3D printing has improved a lot since the time it was introduced. The time spent on printing the items will depend on the printer’s quality and how complex the item is. As we are into a new era with Covid-19 affecting the supply chain that resulted in shortages of vital medical equipment, 3D printing has helped not just the electronics companies but the medical industry as well.
For medical workers being the front liners during this time of the pandemic, it is quite a terrifying time. The hospitals in the US are getting a huge volume of patients and protective supplies like PPEs are not enough. Supplies like facemasks, eye protection, face shields, gloves, and clothing are badly needed. Because of the limited supply of PPEs, the front liners are at high risk of getting COVID-19. To deal with this, some hospitals re-use protective gear, as little protection is much better than having no protection at all.

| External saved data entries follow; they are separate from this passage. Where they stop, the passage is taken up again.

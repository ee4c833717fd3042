//! FaunaDB Rust Client SDK
//!
//! Build query expressions with [`query`], send them with a [`Client`] and
//! read back decoded [`Value`]s. Sets can be walked page by page with
//! [`PageHelper`], documents and sets watched with [`StreamClient`] or
//! [`DocumentStream`].
//!
//! # Example
//!
//! ```no_run
//! use faunadb::query as q;
//! use faunadb::{Client, ClientConfig, PaginateParams};
//!
//! #[tokio::main]
//! async fn main() -> faunadb::Result<()> {
//!     let client = Client::new(ClientConfig::new("fnAE..."))?;
//!
//!     // Create a document
//!     let created = client
//!         .query(q::create_with(q::collection("users"), q::object([("data", q::object([("name", "Alice")]))])))
//!         .await?;
//!     println!("Created: {}", created);
//!
//!     // Walk an index page by page
//!     let mut pages = client.paginate(
//!         q::match_(q::index("users_by_name"), ["Alice"]),
//!         PaginateParams::default().with_size(10),
//!     )?;
//!     pages.each(|page| println!("Page: {:?}", page)).await?;
//!
//!     Ok(())
//! }
//! ```

mod client;
mod error;
mod expr;
pub mod json;
pub mod ops;
mod page;
mod printer;
pub mod protocol;
pub mod query;
pub mod stream;
pub mod transport;
mod values;

pub use client::{Client, ClientConfig, QueryOptions};
pub use error::{Error, Result};
pub use expr::{Bindings, Call, Expr, IntoBody, Pattern, Scope};
pub use json::{parse_json, parse_json_streaming, to_json, to_json_pretty, JsonFragments};
pub use ops::{varargs, Arity, Op, OpSpec, Param};
pub use page::{Direction, Page, PageHelper, PaginateParams, Transform};
pub use protocol::{
  BadRequestKind, ErrorKind, FaunaError, HttpRequest, HttpResponse, Method, PathSegment,
  QueryError, ValidationFailure,
};
pub use stream::{
  DocumentStream, EventField, EventSource, EventType, StreamClient, StreamControl, StreamError,
  StreamEvent, StreamOptions, StreamState, Subscription,
};
pub use transport::{ChunkStream, HttpTransport, StreamResponse, Transport};
pub use values::{Bytes, FaunaDate, FaunaTime, Native, QueryValue, Ref, SetRef, Value};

The medical industry is also having problems with their supply of COVID-19 testing kits and swabs, ventilators, and respirators. Without enough supply of these, it will be hard for the experts to know the actual count of the infected patients. It will be hard for those who are sick to know if they have COVID or not. The ventilator and respirator shortage will continue to add physical and emotional strain on medical staff as needed, life-saving devices are limited. The doctors are forced to triage patients and decides who will get a ventilator and can get the right to live and who will not.
Masks have run out of supply and its availability is restricted not just to medical staff but to the general public as well. The Center for Disease Control has instructed the people in the US to wear face coverings to reduce the risk of spreading coronavirus. Social distancing is the best protective action but using face coverings or masks is an added precaution to help stop the spread of the virus. And because of this, people are creating homemade masks using handkerchiefs or other materials.
The Role of 3D Printing in this Pandemic
To help in providing the needed PPEs, the 3D printing community is working together with some initiatives. Lots of organizations and companies are focusing on the shortages to easily get materials for medical professionals and the general public as well. Below are some examples of how 3D printing can save lives in this pandemic.
One of the primary concerns at present is the lack of availability of test kits for coronavirus. Most of the companies can print only limited numbers of printing. They can only manufacture 100,000 nasal swabs each day. These swabs are essential components in test kits and are utilized to diagnose and deal with patients appropriately.
Different Companies Use 3D Printing to Cope Up with Shortage of PPEs
NASCAR a big company known for building composite parts of future stock cars has been using 3D printing. But, now that their production has stopped, they use their 3D printers to develop PPEs for healthcare workers. The company’s printers run eight hours a day to produce face shields as much as they can to donate to hospitals.
Other big car companies like Chevrolet, Toyota, and Forts are working together with GE Healthcare to develop air-pressured ventilators. They aim to produce 50,000 face masks a day. Toyota, on the other hand, is developing face shields and work together with medical device companies to hasten the production of ventilators.
As the need for life saving devices such as respirators and ventilators arise, the first respirator developed using 3D printing has been completed and approved by medical experts in Spain. The said respirators were designed by well-known and respected individuals in Spain. These respirators are used to help patients breathe during an emergency. The design of the machine has been simplified which means it has fewer parts for ease of assembling it. They are aiming to manufacture at least 50 to 100 units a day.
While Copper 3D has shared online an open-source file for a 3D-printable N-95 mask. The mask only takes two hours to print and includes assembly instructions. They advise users to dispose of the mask after 8 hours of using it.
Just like most of the 3D printed items, the quality is not the same as the conventionally made items. Take note also that this device is not yet certified. In Europe, several projects similar to this have also emerged, just like the Pugliese-Sicilian which is an open-source mask project. It is a web platform that lets users download and print the mask at home.
With the present situation and the increasing number of the need for PPEs, 3D printing can increase the production of the supplies. We all know that these protective gears can save lives not just of the front liners but even ordinary individuals.